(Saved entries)
=== Begin Enclosure ===
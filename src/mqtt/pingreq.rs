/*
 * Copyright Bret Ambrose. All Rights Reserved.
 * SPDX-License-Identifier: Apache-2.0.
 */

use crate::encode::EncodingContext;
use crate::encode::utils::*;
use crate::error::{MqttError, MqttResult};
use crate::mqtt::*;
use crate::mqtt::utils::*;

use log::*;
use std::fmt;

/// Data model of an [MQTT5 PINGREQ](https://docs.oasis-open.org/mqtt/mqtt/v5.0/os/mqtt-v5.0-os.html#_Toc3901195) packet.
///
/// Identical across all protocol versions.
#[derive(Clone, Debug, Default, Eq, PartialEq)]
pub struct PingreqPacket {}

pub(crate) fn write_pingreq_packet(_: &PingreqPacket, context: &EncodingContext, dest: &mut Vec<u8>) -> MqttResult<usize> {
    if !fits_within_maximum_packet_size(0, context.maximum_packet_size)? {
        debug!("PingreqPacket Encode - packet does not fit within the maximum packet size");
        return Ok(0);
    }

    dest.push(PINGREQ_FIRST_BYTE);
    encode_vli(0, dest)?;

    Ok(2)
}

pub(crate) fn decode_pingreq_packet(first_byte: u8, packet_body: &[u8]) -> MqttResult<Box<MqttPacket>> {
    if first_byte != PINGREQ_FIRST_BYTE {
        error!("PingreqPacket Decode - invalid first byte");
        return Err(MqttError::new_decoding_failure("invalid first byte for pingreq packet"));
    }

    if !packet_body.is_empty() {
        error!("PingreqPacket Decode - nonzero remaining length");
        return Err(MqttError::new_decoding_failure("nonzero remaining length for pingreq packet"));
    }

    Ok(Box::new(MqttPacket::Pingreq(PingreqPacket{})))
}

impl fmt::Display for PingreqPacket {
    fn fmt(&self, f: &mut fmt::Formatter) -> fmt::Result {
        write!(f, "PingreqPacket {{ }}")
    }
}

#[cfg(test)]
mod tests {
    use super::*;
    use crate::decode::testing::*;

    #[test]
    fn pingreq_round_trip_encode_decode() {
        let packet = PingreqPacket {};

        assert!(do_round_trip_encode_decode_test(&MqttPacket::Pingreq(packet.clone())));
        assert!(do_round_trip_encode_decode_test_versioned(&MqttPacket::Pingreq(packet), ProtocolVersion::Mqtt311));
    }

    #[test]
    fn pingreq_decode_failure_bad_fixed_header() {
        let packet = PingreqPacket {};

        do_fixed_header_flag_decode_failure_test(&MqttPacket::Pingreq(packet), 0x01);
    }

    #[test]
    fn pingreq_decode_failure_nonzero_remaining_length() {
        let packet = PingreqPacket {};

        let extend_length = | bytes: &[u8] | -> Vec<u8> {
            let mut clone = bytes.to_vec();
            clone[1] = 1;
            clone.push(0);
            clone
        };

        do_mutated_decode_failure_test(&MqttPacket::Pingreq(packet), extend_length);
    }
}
=== End Enclosure ===
=== Begin Enclosure ===
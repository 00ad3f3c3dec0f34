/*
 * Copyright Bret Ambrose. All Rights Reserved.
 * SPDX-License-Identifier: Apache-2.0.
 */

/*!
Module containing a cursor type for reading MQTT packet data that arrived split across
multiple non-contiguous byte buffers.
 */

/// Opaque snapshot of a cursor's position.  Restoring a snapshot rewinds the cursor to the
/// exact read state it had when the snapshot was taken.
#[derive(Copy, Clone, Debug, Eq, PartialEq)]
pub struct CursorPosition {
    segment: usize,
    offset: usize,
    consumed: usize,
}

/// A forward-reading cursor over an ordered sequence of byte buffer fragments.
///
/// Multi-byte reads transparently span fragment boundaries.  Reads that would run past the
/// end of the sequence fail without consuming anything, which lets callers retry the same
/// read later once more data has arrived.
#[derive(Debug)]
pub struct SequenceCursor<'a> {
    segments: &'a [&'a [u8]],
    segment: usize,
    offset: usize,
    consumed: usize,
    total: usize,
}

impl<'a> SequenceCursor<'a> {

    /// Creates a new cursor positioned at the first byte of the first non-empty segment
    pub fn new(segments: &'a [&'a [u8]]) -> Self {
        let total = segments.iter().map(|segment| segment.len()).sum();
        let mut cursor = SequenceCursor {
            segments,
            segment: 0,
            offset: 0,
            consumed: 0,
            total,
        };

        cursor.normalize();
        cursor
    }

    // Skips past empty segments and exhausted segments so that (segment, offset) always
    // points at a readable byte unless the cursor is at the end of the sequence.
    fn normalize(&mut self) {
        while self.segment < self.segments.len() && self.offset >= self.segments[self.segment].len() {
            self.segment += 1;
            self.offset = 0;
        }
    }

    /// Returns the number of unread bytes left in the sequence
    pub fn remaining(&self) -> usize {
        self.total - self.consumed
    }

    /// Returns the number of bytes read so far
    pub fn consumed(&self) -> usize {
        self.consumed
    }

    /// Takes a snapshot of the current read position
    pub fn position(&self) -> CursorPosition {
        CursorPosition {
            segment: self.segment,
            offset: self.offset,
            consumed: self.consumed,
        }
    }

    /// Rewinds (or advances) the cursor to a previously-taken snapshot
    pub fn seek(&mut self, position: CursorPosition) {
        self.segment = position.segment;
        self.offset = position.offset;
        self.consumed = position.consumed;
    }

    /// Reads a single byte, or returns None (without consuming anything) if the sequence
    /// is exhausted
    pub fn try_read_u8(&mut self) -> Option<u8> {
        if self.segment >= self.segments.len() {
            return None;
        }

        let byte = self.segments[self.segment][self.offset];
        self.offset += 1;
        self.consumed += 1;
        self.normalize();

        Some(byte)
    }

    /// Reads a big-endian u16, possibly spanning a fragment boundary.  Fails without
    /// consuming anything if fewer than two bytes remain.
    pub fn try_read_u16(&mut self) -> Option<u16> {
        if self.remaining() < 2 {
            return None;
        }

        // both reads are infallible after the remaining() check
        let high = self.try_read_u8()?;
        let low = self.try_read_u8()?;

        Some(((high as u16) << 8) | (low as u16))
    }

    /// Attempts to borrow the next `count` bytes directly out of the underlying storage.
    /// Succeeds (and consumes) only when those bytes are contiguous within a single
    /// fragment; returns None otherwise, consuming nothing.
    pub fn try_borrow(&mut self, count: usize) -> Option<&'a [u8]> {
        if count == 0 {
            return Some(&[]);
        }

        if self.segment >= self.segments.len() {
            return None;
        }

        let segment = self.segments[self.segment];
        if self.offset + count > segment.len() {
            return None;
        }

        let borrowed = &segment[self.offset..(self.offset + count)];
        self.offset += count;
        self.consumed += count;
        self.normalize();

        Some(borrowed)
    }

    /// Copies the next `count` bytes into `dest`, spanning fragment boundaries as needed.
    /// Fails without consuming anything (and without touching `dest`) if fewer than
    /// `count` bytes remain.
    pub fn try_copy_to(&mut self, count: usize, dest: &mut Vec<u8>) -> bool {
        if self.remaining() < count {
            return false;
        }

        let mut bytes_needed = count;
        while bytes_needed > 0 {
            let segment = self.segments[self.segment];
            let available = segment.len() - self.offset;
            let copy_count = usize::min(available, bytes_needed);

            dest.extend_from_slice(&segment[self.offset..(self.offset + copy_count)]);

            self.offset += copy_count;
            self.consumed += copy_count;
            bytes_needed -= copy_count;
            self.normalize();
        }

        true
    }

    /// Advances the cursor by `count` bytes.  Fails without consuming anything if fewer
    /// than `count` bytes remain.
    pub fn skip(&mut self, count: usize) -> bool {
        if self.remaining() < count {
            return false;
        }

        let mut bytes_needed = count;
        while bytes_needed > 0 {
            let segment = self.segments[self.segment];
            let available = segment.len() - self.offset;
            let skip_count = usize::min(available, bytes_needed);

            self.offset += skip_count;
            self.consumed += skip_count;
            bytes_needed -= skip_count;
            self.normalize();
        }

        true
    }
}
=== End Enclosure ===
*Your task:* The required output is every line above that contains the string "anything".

*Written solution:*
/// end of the sequence fail without consuming anything, which lets callers retry the same
    /// Reads a single byte, or returns None (without consuming anything) if the sequence
    /// consuming anything if fewer than two bytes remain.
    /// Fails without consuming anything (and without touching `dest`) if fewer than
    /// Advances the cursor by `count` bytes.  Fails without consuming anything if fewer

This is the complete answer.